Denote the lengths of the angle bisectors through the vertices $A$ and $B$ by $\omega_\alpha$ and $\omega_\beta$.
Let $\omega_\alpha = \omega_\beta$.
Then $ABC$ is an isosceles triangle.
Proof
Lemma $1$
In the same circle, let one chord $PR$, be larger than another, $PQ$.
Then the inscribed angle subtended by $PR$, with its vertex in the major arc, is larger.
$\Box$
Lemma $2$
Let $\triangle ABC$ be a triangle.
Let $\angle ABC$ be bisected by $BM$.
Let $\angle ACB$ be bisected by $CN$.
Let $\angle ABC < \angle ACB$.
Then:
- $CN < BM$
$\Box$
Let $\triangle ABC$ be a triangle.
Let $\angle ABC$ be bisected by $BM$
Let $\angle ACB$ be bisected by $CN$.
Let $BM = CN$.
Suppose $\angle ABC < \angle ACB$.
By Lemma $2$:
- $CN < BM$
This is a contradiction.
$\Box$
Suppose $\angle ABC < \angle ACB$.
By Lemma $2$:
- $CN > BM$
This is a contradiction.
$\Box$
Since $\angle ABC$ can be neither less than nor greater than $\angle ACB$, $\angle ABC = \angle ACB$.
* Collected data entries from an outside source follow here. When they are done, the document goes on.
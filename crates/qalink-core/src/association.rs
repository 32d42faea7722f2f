//! Association resolution
//!
//! Applies the question/tag association rows and caches each answer's parent question.
//! Both passes read the finished [`Indexes`], so they must run after indexing. Rows that
//! point at unknown ids are expected noise in the export and are dropped without error.

use crate::index::Indexes;
use qalink_types::{Answer, Question, TagLink};
use serde::Serialize;
use std::borrow::Borrow;
use tracing::{debug, instrument, trace};

/// Outcome of one resolution pass
#[derive(Debug, Clone, Copy, Default, PartialEq, Eq, Serialize)]
pub struct LinkStats {
    /// Rows or records that were linked
    pub linked: usize,
    /// Rows or records left unlinked because an id was unknown
    pub dropped: usize,
}

impl LinkStats {
    pub fn total(&self) -> usize {
        self.linked + self.dropped
    }
}

/// Attach tags to questions following the association rows, in row order.
///
/// A row applies only when both its question id and its tag id are indexed. The tag
/// attached is the first one loaded under that id.
#[instrument(skip_all, fields(questions = questions.len()))]
pub fn resolve_question_tags<I, L>(questions: &mut [Question], indexes: &Indexes, links: I) -> LinkStats
where
    I: IntoIterator<Item = L>,
    L: Borrow<TagLink>,
{
    let mut stats = LinkStats::default();

    for link in links {
        let link = link.borrow();
        let target = match (indexes.hashed_question(&link.question_id), indexes.first_tag(&link.tag_id)) {
            (Some(question), Some(tag)) => questions.get_mut(question.slot()).map(|q| (q, tag)),
            _ => None,
        };

        match target {
            Some((question, tag)) => {
                question.tags.push(tag);
                stats.linked += 1;
            }
            None => {
                trace!(question_id = %link.question_id, tag_id = %link.tag_id, "Dropping dangling tag link");
                stats.dropped += 1;
            }
        }
    }

    debug!(linked = stats.linked, dropped = stats.dropped, "Resolved question tags");
    stats
}

/// Cache each answer's parent question from the hash index.
///
/// Answers whose question id is unknown stay unlinked. An answer that already carries a
/// cached question keeps it.
#[instrument(skip_all, fields(answers = answers.len()))]
pub fn resolve_answer_questions(answers: &mut [Answer], indexes: &Indexes) -> LinkStats {
    let mut stats = LinkStats::default();

    for answer in answers.iter_mut() {
        match indexes.hashed_question(&answer.question_id) {
            Some(question) => {
                if let Err(existing) = answer.link_question(question) {
                    debug!(answer_id = %answer.id, %existing, "Answer already linked");
                }
                stats.linked += 1;
            }
            None => stats.dropped += 1,
        }
    }

    debug!(linked = stats.linked, orphaned = stats.dropped, "Resolved answer questions");
    stats
}

#[cfg(test)]
mod tests {
    use super::*;
    use qalink_types::{QuestionRef, Tag, TagRef};

    fn questions() -> Vec<Question> {
        vec![
            Question::new("q1", "u1", "2016-04-26", "Title one", "Body one"),
            Question::new("q2", "u2", "2016-04-27", "Title two", "Body two"),
        ]
    }

    fn tags() -> Vec<Tag> {
        vec![Tag::new("t1", "perf"), Tag::new("t2", "io"), Tag::new("t1", "speed")]
    }

    #[test]
    fn test_tags_follow_row_order() {
        let mut questions = questions();
        let tags = tags();
        let indexes = Indexes::build(&questions, &tags);

        let links = vec![TagLink::new("q1", "t2"), TagLink::new("q2", "t2"), TagLink::new("q1", "t1")];
        let stats = resolve_question_tags(&mut questions, &indexes, &links);

        assert_eq!(stats, LinkStats { linked: 3, dropped: 0 });
        assert_eq!(questions[0].tags, vec![TagRef::new(1), TagRef::new(0)]);
        assert_eq!(questions[1].tags, vec![TagRef::new(1)]);
    }

    #[test]
    fn test_dangling_links_dropped() {
        let mut questions = questions();
        let tags = tags();
        let indexes = Indexes::build(&questions, &tags);

        let links = vec![TagLink::new("q9", "t1"), TagLink::new("q1", "t9"), TagLink::new("q2", "t1")];
        let stats = resolve_question_tags(&mut questions, &indexes, links);

        assert_eq!(stats, LinkStats { linked: 1, dropped: 2 });
        assert_eq!(stats.total(), 3);
        assert!(questions[0].tags.is_empty());
        assert_eq!(questions[1].tags, vec![TagRef::new(0)]);
    }

    #[test]
    fn test_duplicate_tag_id_uses_first_loaded() {
        let mut questions = questions();
        let tags = tags();
        let indexes = Indexes::build(&questions, &tags);

        resolve_question_tags(&mut questions, &indexes, [TagLink::new("q1", "t1")]);
        assert_eq!(questions[0].tags, vec![TagRef::new(0)]);
        assert_eq!(tags[questions[0].tags[0].slot()].name, "perf");
    }

    #[test]
    fn test_repeated_link_appends_twice() {
        let mut questions = questions();
        let indexes = Indexes::build(&questions, &tags());

        let links = [TagLink::new("q1", "t2"), TagLink::new("q1", "t2")];
        resolve_question_tags(&mut questions, &indexes, links);
        assert_eq!(questions[0].tags, vec![TagRef::new(1), TagRef::new(1)]);
    }

    #[test]
    fn test_answers_linked_through_hash_index() {
        let questions = questions();
        let indexes = Indexes::build(&questions, &[]);
        let mut answers = vec![
            Answer::new("a1", "q2", "2016-04-29", "answer"),
            Answer::new("a2", "q9", "2016-04-29", "orphan"),
        ];

        let stats = resolve_answer_questions(&mut answers, &indexes);

        assert_eq!(stats, LinkStats { linked: 1, dropped: 1 });
        assert_eq!(answers[0].question(), Some(QuestionRef::new(1)));
        assert_eq!(answers[1].question(), None);
    }

    #[test]
    fn test_answers_follow_last_written_question() {
        let questions = vec![
            Question::new("q1", "u1", "2016-04-26", "old", "body"),
            Question::new("q1", "u1", "2016-04-27", "new", "body"),
        ];
        let indexes = Indexes::build(&questions, &[]);
        let mut answers = vec![Answer::new("a1", "q1", "2016-04-29", "answer")];

        resolve_answer_questions(&mut answers, &indexes);
        let linked = answers[0].question().unwrap();
        assert_eq!(questions[linked.slot()].title, "new");
    }

    #[test]
    fn test_second_pass_keeps_existing_link() {
        let questions = questions();
        let indexes = Indexes::build(&questions, &[]);
        let mut answers = vec![Answer::new("a1", "q1", "2016-04-29", "answer")];

        resolve_answer_questions(&mut answers, &indexes);
        resolve_answer_questions(&mut answers, &indexes);
        assert_eq!(answers[0].question(), Some(QuestionRef::new(0)));
    }
}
By Triangle with Two Equal Angles is Isosceles:
- $\triangle ABC$ is an isosceles triangle.
The result follows.
$\blacksquare$
Sources
- 1967: H.S.M. Coxeter and S.L. Greitzer: Geometry Revisited: Chapter $1$ : "Points and Lines Connected with a Triangle."